Education Finance Watch 2022, an annual report on the global state of education financing jointly produced by the World Bank, the Global Education Monitoring (GEM) Report, and the UNESCO Institute for Statistics (UIS), finds that despite the significant learning losses stemming from the COVID-related school closures, overall government education spending has remained stagnant. Since the onset of the pandemic, overall bilateral aid to education has fallen, while households continue to take on a large share of education costs in low-income countries.
Around 40% of low- and lower-middle income countries reduced their spending on education with the onset of the pandemic in 2020, with an average decline in real spending of 13.5%. The share of education spending in overall public spending also fell.

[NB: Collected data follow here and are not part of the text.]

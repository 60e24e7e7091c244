//! Starting user programs.

use std::sync::Arc;

use log::{debug, info};
use vm::{AddressSpace, PageFlags, VirtualAddress};

use crate::{
    Errno, Kernel, Pid, TrapFrame, UserMode,
    thread::{curthread, thread_fork},
    user::{WORD_SIZE, usermode},
};

/// A loadable segment of a program image.
#[derive(Debug, Clone, PartialEq, Eq)]
pub struct Segment {
    pub vaddr: VirtualAddress,
    /// Size in memory; bytes past `data` are zero.
    pub memsz: usize,
    pub data: Vec<u8>,
    pub flags: PageFlags,
}

/// An in-memory executable: up to two segments and an entry point.
#[derive(Debug, Clone, PartialEq, Eq)]
pub struct ProgramImage {
    pub name: String,
    pub entrypoint: VirtualAddress,
    pub segments: Vec<Segment>,
}

impl ProgramImage {
    pub fn new(name: impl Into<String>, entrypoint: VirtualAddress) -> Self {
        Self {
            name: name.into(),
            entrypoint,
            segments: Vec::new(),
        }
    }

    pub fn with_segment(
        mut self,
        vaddr: VirtualAddress,
        memsz: usize,
        data: impl Into<Vec<u8>>,
        flags: PageFlags,
    ) -> Self {
        self.segments.push(Segment {
            vaddr,
            memsz,
            data: data.into(),
            flags,
        });
        self
    }

    /// Builds an address space holding this image.
    pub fn load(&self, kernel: &Kernel) -> Result<AddressSpace, Errno> {
        let mut aspace = AddressSpace::create(kernel.coremap());
        for segment in &self.segments {
            if segment.data.len() > segment.memsz {
                return Err(Errno::EINVAL);
            }
            aspace.define_region(segment.vaddr, segment.memsz, segment.flags)?;
        }
        aspace.prepare_load()?;
        for segment in &self.segments {
            aspace.copyout(segment.vaddr, &segment.data)?;
        }
        aspace.complete_load()?;
        Ok(aspace)
    }
}

/// Copies `args` onto the user stack below `stackptr`.
///
/// Lays out the strings, then a null-terminated array of pointers to them.
/// Returns the new stack pointer, which is also the address of that array.
fn push_args(aspace: &AddressSpace, mut stackptr: u32, args: &[String]) -> Result<u32, Errno> {
    let mut argv = vec![0u32; args.len() + 1];
    for (i, arg) in args.iter().enumerate().rev() {
        let mut bytes = arg.as_bytes().to_vec();
        bytes.push(0);
        stackptr = stackptr.checked_sub(bytes.len() as u32).ok_or(Errno::ENOMEM)?;
        aspace.copyout(VirtualAddress::new(stackptr), &bytes)?;
        argv[i] = stackptr;
    }
    stackptr -= stackptr % WORD_SIZE as u32;

    let table: Vec<u8> = argv.iter().flat_map(|p| p.to_be_bytes()).collect();
    stackptr = stackptr.checked_sub(table.len() as u32).ok_or(Errno::ENOMEM)?;
    aspace.copyout(VirtualAddress::new(stackptr), &table)?;
    Ok(stackptr)
}

impl Kernel {
    /// Loads `image` into a new process and runs `program` in it.
    ///
    /// The new process is a child of the caller. Loading errors are reported
    /// here; once the process runs, its fate is reported through `waitpid`.
    pub fn run_program(
        self: &Arc<Self>,
        image: &ProgramImage,
        args: &[&str],
        program: Arc<dyn UserMode>,
    ) -> Result<Pid, Errno> {
        let mut aspace = image.load(self)?;
        let stackptr = aspace.define_stack()?;

        let mut argv: Vec<String> = Vec::with_capacity(args.len() + 1);
        argv.push(image.name.clone());
        argv.extend(args.iter().map(|a| (*a).to_owned()));
        let stackptr = push_args(&aspace, stackptr.as_u32(), &argv)?;

        let tf = TrapFrame::for_entry(
            argv.len() as u32,
            stackptr,
            stackptr,
            image.entrypoint.as_u32(),
        );

        let pid = thread_fork(self, &image.name, move |kernel| {
            let Some(me) = curthread() else {
                unreachable!("program started without a thread");
            };
            me.set_program(Arc::clone(&program));
            me.install_vmspace(aspace);
            me.with_vmspace(|aspace| aspace.activate());
            usermode(kernel, program, tf)
        })?;

        info!("started {} as pid {pid}", image.name);
        debug!("{} entry {} sp {stackptr:#010x}", image.name, image.entrypoint);
        Ok(pid)
    }
}

#[cfg(test)]
mod tests {
    use super::*;
    use crate::KernelConfig;

    const CODE: VirtualAddress = VirtualAddress::new(0x0040_0000);
    const DATA: VirtualAddress = VirtualAddress::new(0x1000_0000);

    fn kernel() -> Arc<Kernel> {
        Kernel::boot(KernelConfig::default()).unwrap()
    }

    #[test]
    fn load_copies_segment_data() {
        let kernel = kernel();
        let image = ProgramImage::new("hello", CODE)
            .with_segment(CODE, 16, *b"\x27\xbd\xff\xe8", PageFlags::READ | PageFlags::EXECUTE)
            .with_segment(DATA, 64, b"greetings".to_vec(), PageFlags::RW);

        let aspace = image.load(&kernel).unwrap();
        let mut buf = [0u8; 9];
        aspace.copyin(DATA, &mut buf).unwrap();
        assert_eq!(&buf, b"greetings");
        aspace.copyin(DATA + 9, &mut buf).unwrap();
        assert_eq!(buf, [0; 9]);
        assert_eq!(aspace.heap_start(), DATA + 4096);
    }

    #[test]
    fn oversized_segment_data_is_rejected() {
        let kernel = kernel();
        let image = ProgramImage::new("bad", CODE).with_segment(CODE, 2, *b"abc", PageFlags::RWX);
        assert_eq!(image.load(&kernel).err(), Some(Errno::EINVAL));
    }

    #[test]
    fn three_segments_are_unimplemented() {
        let kernel = kernel();
        let image = ProgramImage::new("fat", CODE)
            .with_segment(CODE, 1, Vec::new(), PageFlags::RWX)
            .with_segment(DATA, 1, Vec::new(), PageFlags::RW)
            .with_segment(VirtualAddress::new(0x2000_0000), 1, Vec::new(), PageFlags::RW);
        assert_eq!(image.load(&kernel).err(), Some(Errno::EUNIMP));
    }

    #[test]
    fn arguments_are_laid_out_on_the_stack() {
        let kernel = kernel();
        let image = ProgramImage::new("args", CODE).with_segment(CODE, 1, Vec::new(), PageFlags::RWX);
        let mut aspace = image.load(&kernel).unwrap();
        let top = aspace.define_stack().unwrap();

        let args = ["args".to_owned(), "-v".to_owned()];
        let sp = push_args(&aspace, top.as_u32(), &args).unwrap();
        assert_eq!(sp % WORD_SIZE as u32, 0);

        let mut table = [0u8; 12];
        aspace.copyin(VirtualAddress::new(sp), &mut table).unwrap();
        let words: Vec<u32> = table
            .chunks(4)
            .map(|w| u32::from_be_bytes([w[0], w[1], w[2], w[3]]))
            .collect();
        assert_eq!(words[2], 0);

        let mut arg = [0u8; 3];
        aspace.copyin(VirtualAddress::new(words[1]), &mut arg).unwrap();
        assert_eq!(&arg, b"-v\0");
        let mut name = [0u8; 5];
        aspace.copyin(VirtualAddress::new(words[0]), &mut name).unwrap();
        assert_eq!(&name, b"args\0");
    }
}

The available data on national government budgets for 2021-2022 reveal that in higher-income countries, education as a share of total government budgets remained stable in 2019-2021, and in 2022 it was higher than in 2019. However, in lower income countries, the share of education fell in 2020, rebounded a little in 2021, but fell again in 2022 and remains below 2019 levels.
“Overall, low- and lower-middle-income countries have not prioritized education in their national government budgets since the onset of the pandemic – education has not recovered the lost space in terms of its share in total government budget, which remains lower in 2022 than before COVID-19,” said Jaime Saavedra, Global Director for Education, World Bank. “This needs to change to ensure adequate funding for the urgently needed measures to recover and accelerate learning and safeguard the future of this generation of students, which is now threatened to lose $21 trillion in lifetime earnings.”
While achieving the recommended international benchmarks for government spending in education is challenging for many countries, others have shown that it is possible. Of 33 low- and lower-middle-income countries with data in 2020, 15 countries met both targets, four achieved one or the other, while 14 countries met neither.
Globally, governments are the main financing source for education, but household spending and international aid account for a significant share of total education spending in low- and lower-middle-income countries.
New data shows that bilateral donors collectively decreased their direct aid to education from 2019 to 2020. Understandably, countries prioritized health and social protection spending over education at the outset of the pandemic, and now additional aid is being directed towards mitigating the consequences of the war in Ukraine and other crises. Although a number of bilateral donors increased their aid in 2020, a majority reduced it, which led to a reduction in total bilateral aid earmarked to education. The report warns that diminished political prioritization of education will not enable countries to do what is needed to recover and accelerate learning and would over time undermine human capital development and long-term economic growth.
“We are walking head-first into an education crisis. Unless we radically transform our priorities, there will be no way back. If finance falters, families spending on education will suffer,” warns Stefania Giannini, Assistant Director-General for Education at UNESCO. “The more of the education bill that falls to families, the larger the risk of increasing inequality. Stuttering education finance at this critical moment will have ramifications on families for years to come. The precursor to the Transforming Education Summit taking place this week is the beginning of a critical movement to re-assess what matters for our future.”
The paper shows that, in the poorest countries, households pay three times more of the share of the total cost of education than in the richest countries. Within countries, the richest households spend almost twice as high a share of their income on education than the poorest, further fueling inequality.